“Affascinato dal romanzo dello scrittore pesarese Ermanno Pierpaoli, Un’isola per ogni uomo”

“Affascinato dal romanzo dello scrittore pesarese Ermanno Pierpaoli, Un’isola per ogni uomo”

Intervista al professor Antonio Faeti che fa una dettagliata analisi dell’opera

"Affascinato dal romanzo dello scrittore pesarese Ermanno Pierpaoli, Un'isola per ogni uomo" di PAOLO MONTANARI

PESARO – “Quando ho letto il romanzo che è difficile collocare in un genere letterario, UN’ ISOLA PER OGNI UOMO, dello scrittore milanese, pesarese d’adozione, Ermanno Pierpaoli, sono rimasto affascinato per la purezza e bellezza descrittiva dell’autore.” E’ il primo commento di Antonio Faeti, ex docente ordinario di Letteratura per l’Infanzia all’Università di Bologna e attualmente docente e conferenziere in tante città italiane. Faeti, che trascorre quattro mesi all’anno nella sua casa al mare a Pesaro, ha letto questo libro quasi per caso, perché l’autore, dalla grande generosità d’animo, si è sempre riservato di scrivere alla sua veneranda età, il 18 ottobre, compirà 90 anni, ben nove romanzi, riservandoli, con pubblicazioni autofinanziate solo alla stretta cerchia di amici. Ma durante il World book 2016, si è parlato dei suoi romanzi con la prof.ssa Quieti responsabile editoriale della Pegasus e con Maria Grazia Maramotti, poetessa pluripremiata in Italia e all’estero, perché quando vi è arte nello scrivere, si ha una dote che in Ermanno Pierpaoli è spontanea, come una sorgente d’acqua. “La sua vena narrativa, ha sottolineato Antonio Faeti, non è semplice esercitazione ma viene direttamente dal cuore’.’

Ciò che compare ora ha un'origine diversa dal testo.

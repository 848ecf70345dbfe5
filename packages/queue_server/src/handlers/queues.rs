use axum::{
    Json,
    extract::{Path, State},
    http::StatusCode,
    response::{IntoResponse, Response},
};
use serde::{Deserialize, Serialize};

use conference_queue::{
    EntryId, EntryStatus, QueueChange, QueueEntry, QueueStats, RenderState, TeacherId,
};

use crate::AppState;
use crate::error::{ErrorBody, ServerError};
use crate::teacher_actions::{self, ActionOutcome, TeacherAction};

/// Body of `GET /api/queues/{teacher_id}`.
#[derive(Debug, Clone, Serialize, Deserialize)]
pub struct QueueResponse {
    pub teacher_id: TeacherId,
    pub name: String,
    pub version: u64,
    pub queue: Vec<QueueEntry>,
    pub stats: QueueStats,
    pub view: RenderState,
}

#[derive(Debug, Default, Deserialize)]
pub struct ActionRequest {
    #[serde(default)]
    pub entry_id: Option<EntryId>,
}

#[derive(Debug, Clone, Serialize, Deserialize)]
#[serde(tag = "outcome", rename_all = "snake_case")]
pub enum ActionResponse {
    Applied {
        change: QueueChange,
    },
    NothingToDo {
        #[serde(flatten)]
        error: ErrorBody,
    },
    Rejected {
        #[serde(flatten)]
        error: ErrorBody,
    },
}

#[derive(Debug, Deserialize)]
pub struct EnqueueRequest {
    #[serde(alias = "_id")]
    pub id: EntryId,
    #[serde(alias = "name", alias = "displayName")]
    pub display_name: String,
}

#[derive(Debug, Clone, Serialize, Deserialize)]
pub struct PositionResponse {
    pub entry_id: EntryId,
    pub status: EntryStatus,
    pub parties_ahead: usize,
}

pub async fn list_queues(State(state): State<AppState>) -> impl IntoResponse {
    Json(state.registry.list().await)
}

pub async fn get_queue(
    State(state): State<AppState>,
    Path(teacher_id): Path<String>,
) -> Result<Json<QueueResponse>, ServerError> {
    let teacher_id = TeacherId::new(teacher_id);
    let snapshot = state.registry.get(&teacher_id).await?.snapshot();
    let stats = snapshot.queue.stats();
    Ok(Json(QueueResponse {
        name: state.registry.display_name(&teacher_id),
        version: snapshot.version,
        view: RenderState::build(snapshot.queue.entries(), Some(&stats)),
        queue: snapshot.queue.to_vec(),
        stats,
        teacher_id,
    }))
}

/// The body is optional; without one the action is not guarded by an entry id.
pub async fn complete_current(
    State(state): State<AppState>,
    Path(teacher_id): Path<String>,
    body: Option<Json<ActionRequest>>,
) -> Response {
    run_action(state, teacher_id, TeacherAction::Complete, body).await
}

pub async fn skip_current(
    State(state): State<AppState>,
    Path(teacher_id): Path<String>,
    body: Option<Json<ActionRequest>>,
) -> Response {
    run_action(state, teacher_id, TeacherAction::Skip, body).await
}

async fn run_action(
    state: AppState,
    teacher_id: String,
    action: TeacherAction,
    body: Option<Json<ActionRequest>>,
) -> Response {
    let req = body.map(|Json(req)| req).unwrap_or_default();
    let teacher_id = TeacherId::new(teacher_id);
    let outcome = teacher_actions::perform(
        &state.registry,
        &teacher_id,
        action,
        req.entry_id,
        Some(&state.metrics),
    )
    .await;

    match outcome {
        Ok(ActionOutcome::Applied(change)) => {
            (StatusCode::OK, Json(ActionResponse::Applied { change })).into_response()
        }
        Ok(ActionOutcome::NothingToDo(err)) => (
            StatusCode::OK,
            Json(ActionResponse::NothingToDo {
                error: ErrorBody::from(&err),
            }),
        )
            .into_response(),
        Ok(ActionOutcome::Rejected(err)) => (
            StatusCode::CONFLICT,
            Json(ActionResponse::Rejected {
                error: ErrorBody::from(&err),
            }),
        )
            .into_response(),
        Err(err) => err.into_response(),
    }
}

pub async fn enqueue_entry(
    State(state): State<AppState>,
    Path(teacher_id): Path<String>,
    Json(req): Json<EnqueueRequest>,
) -> Result<(StatusCode, Json<QueueChange>), ServerError> {
    let handle = state.registry.get(&TeacherId::new(teacher_id)).await?;
    let change = handle
        .enqueue(QueueEntry::waiting(req.id, req.display_name))
        .await?;
    Ok((StatusCode::CREATED, Json(change)))
}

pub async fn remove_entry(
    State(state): State<AppState>,
    Path((teacher_id, entry_id)): Path<(String, String)>,
) -> Result<Json<QueueChange>, ServerError> {
    let handle = state.registry.get(&TeacherId::new(teacher_id)).await?;
    let change = handle.remove(EntryId::new(entry_id)).await?;
    Ok(Json(change))
}

pub async fn entry_position(
    State(state): State<AppState>,
    Path((teacher_id, entry_id)): Path<(String, String)>,
) -> Result<Json<PositionResponse>, ServerError> {
    let snapshot = state
        .registry
        .get(&TeacherId::new(teacher_id))
        .await?
        .snapshot();
    let entry_id = EntryId::new(entry_id);
    let parties_ahead = snapshot
        .queue
        .position_of(&entry_id)
        .ok_or_else(|| conference_queue::QueueError::UnknownEntry(entry_id.clone()))?;
    let status = snapshot.queue.entries()[parties_ahead].status;
    Ok(Json(PositionResponse {
        entry_id,
        status,
        parties_ahead,
    }))
}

Ma professor Faeti, che cosa ha trovato di tanto emozionante e interessante in Un’Isola per ogni uomo?

“La ricerca spirituale del proprio io, le ragioni vere verso le quali volgere i propri sentimenti. E Pierpaoli ha conciliato il romanzo sentimentale con quello fantasy. Infatti volteggiando con la sua anima, è riuscito a trovare spazio per la fantasia che poi si è posata all’interno di un’isola, un Eden dello scrittore”.

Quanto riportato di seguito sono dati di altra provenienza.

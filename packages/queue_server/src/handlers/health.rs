use axum::{
    Json,
    extract::State,
    http::StatusCode,
    response::{IntoResponse, Response},
};

use crate::AppState;
use crate::metrics;

/// Health check endpoint - returns server status
pub async fn health_handler(State(state): State<AppState>) -> impl IntoResponse {
    let metrics = state.metrics.snapshot();

    // Dropped room messages mean some viewer needed a resync.
    let status = if metrics.messages.dropped == 0 {
        "healthy"
    } else {
        "degraded"
    };

    Json(metrics::HealthStatus {
        status: status.to_string(),
        queues: metrics::QueueHealth {
            teachers: state.registry.roster_len() as u64,
            active: state.registry.active_count().await as u64,
        },
        connections: metrics.connections.active,
        uptime_secs: metrics.uptime_secs,
    })
}

/// Metrics endpoint - returns detailed server metrics
pub async fn metrics_handler(State(state): State<AppState>) -> impl IntoResponse {
    Json(state.metrics.snapshot())
}

/// Liveness probe - returns 200 if the server is running
pub async fn health_live_handler() -> impl IntoResponse {
    Json(serde_json::json!({ "status": "alive" }))
}

/// Readiness probe - ready once every queue can be reached
pub async fn health_ready_handler(State(state): State<AppState>) -> Response {
    let list = state.registry.list().await;
    let ready = state.registry.roster_len() <= list.len();

    if ready {
        Json(serde_json::json!({
            "status": "ready",
            "teachers": list.len(),
        }))
        .into_response()
    } else {
        (
            StatusCode::SERVICE_UNAVAILABLE,
            Json(serde_json::json!({
                "status": "not_ready",
                "teachers": list.len(),
            })),
        )
            .into_response()
    }
}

Ma in realtà. Ermanno Pierpaoli, è alla ricerca di uno spazio tutto suo, come il suo giardino, arricchito di tante terrecotte, ceramiche,vasi, ricordi familiari. E’ forse stato questo il ponte di congiunzione con il romanzo?

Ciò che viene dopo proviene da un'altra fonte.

use anyhow::{Context, Result};
use serde::{Deserialize, Serialize};
use std::net::SocketAddr;
use std::path::{Path, PathBuf};
use std::time::Duration;
use tracing::info;

// =============================================================================
// Tunable config (figment-deserialized from defaults / config.toml / env vars)
// =============================================================================
//
//   config.toml:     [queue]
//                    max_parents = 12
//
//   env var:         PTC_QUEUE__MAX_PARENTS=12   (double underscore = nesting)

pub const DEFAULT_PORT: u16 = 5000;

#[derive(Clone, Debug, Default, Serialize, Deserialize)]
pub struct FileConfig {
    #[serde(default)]
    pub server: ServerFileConfig,
    #[serde(default)]
    pub queue: QueueFileConfig,
    #[serde(default)]
    pub client: ClientFileConfig,
}

/// Lives under `[server]` in config.toml.
#[derive(Clone, Debug, Serialize, Deserialize)]
pub struct ServerFileConfig {
    #[serde(default)]
    pub host: Option<String>,
    #[serde(default)]
    pub port: Option<u16>,
    #[serde(default = "default_broadcast_capacity")]
    pub broadcast_capacity: usize,
    #[serde(default = "default_send_channel_capacity")]
    pub send_channel_capacity: usize,
}

impl Default for ServerFileConfig {
    fn default() -> Self {
        Self {
            host: None,
            port: None,
            broadcast_capacity: default_broadcast_capacity(),
            send_channel_capacity: default_send_channel_capacity(),
        }
    }
}

/// Lives under `[queue]` in config.toml.
#[derive(Clone, Debug, Serialize, Deserialize)]
pub struct QueueFileConfig {
    /// Roster + initial queues. Relative paths resolve against the data dir.
    #[serde(default)]
    pub seed_file: Option<PathBuf>,
    /// Maximum parties per teacher queue (0 = unlimited).
    #[serde(default = "default_max_parents")]
    pub max_parents: usize,
    /// Only teachers listed in the seed get a queue.
    #[serde(default = "default_strict_roster")]
    pub strict_roster: bool,
    /// With an open roster, how many unlisted teachers may get a queue.
    #[serde(default = "default_max_unlisted_queues")]
    pub max_unlisted_queues: usize,
}

impl Default for QueueFileConfig {
    fn default() -> Self {
        Self {
            seed_file: None,
            max_parents: default_max_parents(),
            strict_roster: default_strict_roster(),
            max_unlisted_queues: default_max_unlisted_queues(),
        }
    }
}

/// Lives under `[client]` in config.toml. Used by `ptc watch`.
#[derive(Clone, Debug, Serialize, Deserialize)]
pub struct ClientFileConfig {
    #[serde(default = "default_server_url")]
    pub server_url: String,
    #[serde(default = "default_confirm_delay_ms")]
    pub confirm_delay_ms: u64,
    #[serde(default = "default_heartbeat_secs")]
    pub heartbeat_secs: u64,
    #[serde(default = "default_action_cooldown_ms")]
    pub action_cooldown_ms: u64,
    #[serde(default = "default_reconnect_initial_ms")]
    pub reconnect_initial_ms: u64,
    #[serde(default = "default_reconnect_max_ms")]
    pub reconnect_max_ms: u64,
}

impl Default for ClientFileConfig {
    fn default() -> Self {
        Self {
            server_url: default_server_url(),
            confirm_delay_ms: default_confirm_delay_ms(),
            heartbeat_secs: default_heartbeat_secs(),
            action_cooldown_ms: default_action_cooldown_ms(),
            reconnect_initial_ms: default_reconnect_initial_ms(),
            reconnect_max_ms: default_reconnect_max_ms(),
        }
    }
}

fn default_broadcast_capacity() -> usize {
    256
}
fn default_send_channel_capacity() -> usize {
    100
}
fn default_max_parents() -> usize {
    10
}
fn default_strict_roster() -> bool {
    true
}
fn default_max_unlisted_queues() -> usize {
    64
}
fn default_server_url() -> String {
    format!("http://127.0.0.1:{}", DEFAULT_PORT)
}
fn default_confirm_delay_ms() -> u64 {
    2000
}
fn default_heartbeat_secs() -> u64 {
    30
}
fn default_action_cooldown_ms() -> u64 {
    1000
}
fn default_reconnect_initial_ms() -> u64 {
    500
}
fn default_reconnect_max_ms() -> u64 {
    10_000
}

/// Build a figment that layers: defaults → config.toml → PTC_* env vars.
///
///   `PTC_SERVER__PORT=8080`        →  `server.port = 8080`
///   `PTC_CLIENT__CONFIRM_DELAY_MS` →  `client.confirm_delay_ms`
pub fn load_config(data_dir: &Path) -> figment::Figment {
    use figment::{
        Figment,
        providers::{Env, Format, Serialized, Toml},
    };

    Figment::from(Serialized::defaults(FileConfig::default()))
        .merge(Toml::file(data_dir.join("config.toml")))
        .merge(Env::prefixed("PTC_").split("__"))
}

// =============================================================================
// Runtime config structs (derived from FileConfig)
// =============================================================================

#[derive(Clone, Debug)]
pub struct ServerConfig {
    pub host: String,
    pub port: u16,
    /// Room broadcast channel capacity per teacher
    pub broadcast_capacity: usize,
    /// Per-connection outbound message buffer
    pub send_channel_capacity: usize,
}

impl ServerConfig {
    pub fn from_file(fc: &ServerFileConfig) -> Self {
        Self {
            host: fc.host.clone().unwrap_or_else(|| "127.0.0.1".to_string()),
            port: fc.port.unwrap_or(DEFAULT_PORT),
            broadcast_capacity: fc.broadcast_capacity.max(1),
            send_channel_capacity: fc.send_channel_capacity.max(1),
        }
    }

    pub fn bind_addr(&self) -> Result<SocketAddr> {
        format!("{}:{}", self.host, self.port)
            .parse::<SocketAddr>()
            .with_context(|| format!("Invalid bind address {}:{}", self.host, self.port))
    }
}

impl Default for ServerConfig {
    fn default() -> Self {
        Self::from_file(&ServerFileConfig::default())
    }
}

#[derive(Clone, Debug)]
pub struct QueueConfig {
    pub seed_file: PathBuf,
    pub max_parents: Option<usize>,
    pub strict_roster: bool,
    pub max_unlisted_queues: usize,
}

impl QueueConfig {
    pub fn from_file(fc: &QueueFileConfig, data_dir: &Path) -> Self {
        let seed_file = match &fc.seed_file {
            Some(p) if p.is_absolute() => p.clone(),
            Some(p) => data_dir.join(p),
            None => data_dir.join("teachers.json"),
        };
        Self {
            seed_file,
            max_parents: (fc.max_parents > 0).then_some(fc.max_parents),
            strict_roster: fc.strict_roster,
            max_unlisted_queues: fc.max_unlisted_queues,
        }
    }
}

#[derive(Clone, Debug)]
pub struct ClientConfig {
    pub server_url: String,
    pub confirm_delay: Duration,
    pub heartbeat_interval: Duration,
    pub action_cooldown: Duration,
    pub reconnect_initial: Duration,
    pub reconnect_max: Duration,
}

impl ClientConfig {
    pub fn from_file(fc: &ClientFileConfig) -> Self {
        let reconnect_initial = Duration::from_millis(fc.reconnect_initial_ms.max(1));
        Self {
            server_url: fc.server_url.trim_end_matches('/').to_string(),
            confirm_delay: Duration::from_millis(fc.confirm_delay_ms),
            heartbeat_interval: Duration::from_secs(fc.heartbeat_secs.max(1)),
            action_cooldown: Duration::from_millis(fc.action_cooldown_ms),
            reconnect_initial,
            reconnect_max: Duration::from_millis(fc.reconnect_max_ms).max(reconnect_initial),
        }
    }

    /// WebSocket endpoint derived from the HTTP base URL.
    pub fn ws_url(&self) -> String {
        let base = if let Some(rest) = self.server_url.strip_prefix("https://") {
            format!("wss://{}", rest)
        } else if let Some(rest) = self.server_url.strip_prefix("http://") {
            format!("ws://{}", rest)
        } else {
            self.server_url.clone()
        };
        format!("{}/api/ws", base)
    }
}

impl Default for ClientConfig {
    fn default() -> Self {
        Self::from_file(&ClientFileConfig::default())
    }
}

// =============================================================================
// Directory layout (derived from --data-dir)
// =============================================================================

#[derive(Clone, Debug)]
pub struct PtcConfig {
    pub data_dir: PathBuf,
    pub logs_dir: PathBuf,
}

impl PtcConfig {
    pub fn new(custom_dir: Option<PathBuf>) -> Result<Self> {
        let data_dir = match custom_dir {
            Some(dir) => dir,
            None => dirs::home_dir()
                .context("Could not find home directory")?
                .join(".ptc"),
        };

        std::fs::create_dir_all(&data_dir)
            .with_context(|| format!("Failed to create data directory: {:?}", data_dir))?;

        let logs_dir = data_dir.join("logs");
        std::fs::create_dir_all(&logs_dir)
            .with_context(|| format!("Failed to create logs directory: {:?}", logs_dir))?;

        info!("Data directory: {}", data_dir.display());

        Ok(Self { data_dir, logs_dir })
    }

    pub fn config_toml_path(&self) -> PathBuf {
        self.data_dir.join("config.toml")
    }

    pub fn load(&self) -> Result<FileConfig> {
        load_config(&self.data_dir)
            .extract()
            .context("Failed to load configuration")
    }

    /// Write `fc` as config.toml, returning the path written.
    pub fn write_config(&self, fc: &FileConfig) -> Result<PathBuf> {
        let path = self.config_toml_path();
        let body = toml::to_string_pretty(fc).context("Failed to serialize configuration")?;
        std::fs::write(&path, body)
            .with_context(|| format!("Failed to write config file: {:?}", path))?;
        Ok(path)
    }
}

“Potrebbe anche essere, ma vi è in Pierpaoli, la componente marinara, l’amore per la vela, che ha praticato per tanti anni e il viaggio attraverso il mare e l’approdo nei porti e insenature del Meditterraneo. Un giorno vagabondando con gli amici con l sua amata imbarcazione è approdato di fronte ad una isola deserta e affascinante e qui come un moderno Ulisse si è fatto lasciare realmente nell’isola solitaria e sperduta ed ha cercato a compiere una ricerca interiore che è poi una ricerca religiosa. Scrive lo stesso Pierpaoli: “In questa ricerca ho letto di un autore molto popolare in Francia che voglio ripetervi: << Il tempo per leggere, come il tempo per amare, dilata il tempo per vivere>>. Dunque si comprende che l’idea della realizzazione di questo romanzo è la ricerca di un sentiero o di strade sole e polverose che conducano all’eterna primavera dell’amore”.

Dunque in questo romanzo Pierpaoli. cerca l’AMORE, che è poi il comun denominatore degli altri romanzi….

“E’ pro prio così, perché Pierpaoli è l’uomo dell’Amore, non un Cristo, ma certamente una persona che attraverso i sentimenti buoni sta percorrendo la sua lunga esistenza. Scrive Pierpaoli: << La nostra vita è una lenta navigazione verso l’orizzonte e il tramonto>>. Dunque ci troviamo di fronte ad un romanzo religioso e di avventure del mare e della tecnica della navigazione, che certamente sarebbe piaciuto a Conrad”.